I’m told this is being driven by the treasury, not the department for culture. In a cash-strapped era, charging overseas visitors has some superficial merit. We Brits pay to visit the Louvre, why shouldn’t foreigners pay to visit Tate?

But any consideration of the practicalities reveals the policy to be a non-starter. Let’s imagine we’re visiting Tate once charging comes into effect. First, we notice the queues, as we navigate the new ticketing infrastructure (installed at considerable cost). If we’re British, or a British resident, we will have to prove it to get free entry. Yet we have no mandatory ID cards, and the government’s own plans to introduce digital ones were quietly dropped months ago. Charging one group of people cannot work without undermining the purpose of free entry for the other group.

Threshold resistance

In retail there is a phrase to describe those small but powerful barriers that stop customers going into a shop; “threshold resistance”. For the casual or first-time museum visitor, the new policy would be like digging a moat around our museums. Two decades of broadening access—visitor numbers went up around 40% in the two decades after free entry was introduced—will be lost.

Then there are the wider implications. Some museums, like the National Gallery, have never charged anyone and are wealthy enough to remain free. The result would be a two-tier system: rich museums free, poorer ones not. And the damage wouldn’t stop at the nationals. In the regions, free civic museums would find themselves vulnerable to cash-strapped local authorities only too happy to follow central government’s lead.

Why not increase budgets?

Many in the museum sector say the answer is obvious: more money. And why not—the overall budget for all our national museums’ grant-in-aid is just under £500m, or 0.037% of total government spending. But there is another side to the story, and here we must have a flicker of sympathy with our treasury museum sceptic. When free universal entry was introduced in 2001 it was mainly paid for by an increase in grant-in-aid of around £60m.
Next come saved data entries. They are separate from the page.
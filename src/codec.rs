//! Shared wire primitives for handshake message bodies.
//!
//! Readers are nom parsers over `&[u8]`; writers append to a `Vec<u8>`.
//! TLS length prefixes are big-endian throughout.

use nom::bytes::complete::take;
use nom::number::complete::{be_u16, be_u8};
use nom::IResult;
use smallvec::SmallVec;

use crate::Error;

/// Read a byte string with a u8 length prefix.
pub fn opaque8(input: &[u8]) -> IResult<&[u8], &[u8]> {
    let (input, len) = be_u8(input)?;
    take(len)(input)
}

/// Read a byte string with a u16 length prefix.
pub fn opaque16(input: &[u8]) -> IResult<&[u8], &[u8]> {
    let (input, len) = be_u16(input)?;
    take(len)(input)
}

/// Read a u16-length-prefixed list of u16 values.
///
/// The prefix counts bytes, not elements; an odd byte count fails.
pub fn vector16(input: &[u8]) -> IResult<&[u8], SmallVec<[u16; 32]>> {
    use nom::error::{Error, ErrorKind};
    use nom::Err;

    let (input, byte_len) = be_u16(input)?;
    if byte_len % 2 != 0 {
        return Err(Err::Failure(Error::new(input, ErrorKind::LengthValue)));
    }
    let (input, data) = take(byte_len)(input)?;

    let values = data
        .chunks_exact(2)
        .map(|chunk| u16::from_be_bytes([chunk[0], chunk[1]]))
        .collect();

    Ok((input, values))
}

/// Append a byte string with a u8 length prefix.
///
/// Panics if `data` exceeds 255 bytes; callers size-check at construction.
pub fn write_opaque8(data: &[u8], output: &mut Vec<u8>) {
    debug_assert!(data.len() <= u8::MAX as usize);
    output.push(data.len() as u8);
    output.extend_from_slice(data);
}

/// Append a byte string with a u16 length prefix.
pub fn write_opaque16(data: &[u8], output: &mut Vec<u8>) {
    debug_assert!(data.len() <= u16::MAX as usize);
    output.extend_from_slice(&(data.len() as u16).to_be_bytes());
    output.extend_from_slice(data);
}

/// Append a byte string with a u24 length prefix.
pub fn write_opaque24(data: &[u8], output: &mut Vec<u8>) {
    write_u24(data.len() as u32, output);
    output.extend_from_slice(data);
}

/// Append a u24 big-endian integer.
pub fn write_u24(value: u32, output: &mut Vec<u8>) {
    debug_assert!(value < 1 << 24);
    output.extend_from_slice(&value.to_be_bytes()[1..]);
}

/// Append a list of u16 values with a u16 byte-length prefix.
pub fn write_vector16(values: &[u16], output: &mut Vec<u8>) {
    output.extend_from_slice(&(values.len() as u16 * 2).to_be_bytes());
    for value in values {
        output.extend_from_slice(&value.to_be_bytes());
    }
}

/// Fail with `decode_error` if a parsed message body has trailing bytes.
pub fn assert_empty(rest: &[u8]) -> Result<(), Error> {
    if rest.is_empty() {
        Ok(())
    } else {
        Err(Error::DecodeError(format!(
            "{} trailing bytes after message body",
            rest.len()
        )))
    }
}

#[cfg(test)]
mod tests {
    use super::*;

    #[test]
    fn opaque8_roundtrip() {
        let mut out = Vec::new();
        write_opaque8(&[0xAA, 0xBB], &mut out);
        assert_eq!(out, &[0x02, 0xAA, 0xBB]);

        let (rest, data) = opaque8(&out).unwrap();
        assert!(rest.is_empty());
        assert_eq!(data, &[0xAA, 0xBB]);
    }

    #[test]
    fn opaque16_roundtrip() {
        let mut out = Vec::new();
        write_opaque16(&[0x01, 0x02, 0x03], &mut out);
        assert_eq!(out, &[0x00, 0x03, 0x01, 0x02, 0x03]);

        let (rest, data) = opaque16(&out).unwrap();
        assert!(rest.is_empty());
        assert_eq!(data, &[0x01, 0x02, 0x03]);
    }

    #[test]
    fn vector16_roundtrip() {
        let mut out = Vec::new();
        write_vector16(&[0x002F, 0xC014], &mut out);
        assert_eq!(out, &[0x00, 0x04, 0x00, 0x2F, 0xC0, 0x14]);

        let (rest, values) = vector16(&out).unwrap();
        assert!(rest.is_empty());
        assert_eq!(&values[..], &[0x002F, 0xC014]);
    }

    #[test]
    fn vector16_odd_byte_count() {
        let result = vector16(&[0x00, 0x03, 0x00, 0x2F, 0xC0]);
        assert!(result.is_err());
    }

    #[test]
    fn write_u24_truncates_to_three_bytes() {
        let mut out = Vec::new();
        write_u24(0x010203, &mut out);
        assert_eq!(out, &[0x01, 0x02, 0x03]);
    }

    #[test]
    fn assert_empty_rejects_trailing() {
        assert!(assert_empty(&[]).is_ok());
        assert!(assert_empty(&[0x00]).is_err());
    }
}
Despite austerity, Brexit and Covid-19, overall grant-in-aid to the nationals has kept pace with inflation, with a real-terms increase of around 5% over 20 years. The figures vary across individual institutions, but overall the treasury has kept its side of the bargain, just about.

What has not helped is the dramatic increase in the costs of running our national museums. Again, it varies by institution, but let’s take the National Gallery as an example. Its annual expenditure has risen from £25m in 2005/06 to £65m in 2024/25—a real-terms increase of over 60%.

Cost/income imbalance

Museum costs, therefore, have risen far beyond what either visitor numbers or government funding can justify. The reasons for this are many, from simple inefficiency (if you’ve ever attended a museum committee meeting, you’ll know what I mean) to a trustee class unable or unwilling to hold management properly to account. The awkward truth is that our national museums are the last great unreformed public service, still operating as their 19th-century founders would recognise.

So before charging people to get into our museums, the treasury might do better to ask why it costs so much to open the doors. Answer that, and free entry will look after itself.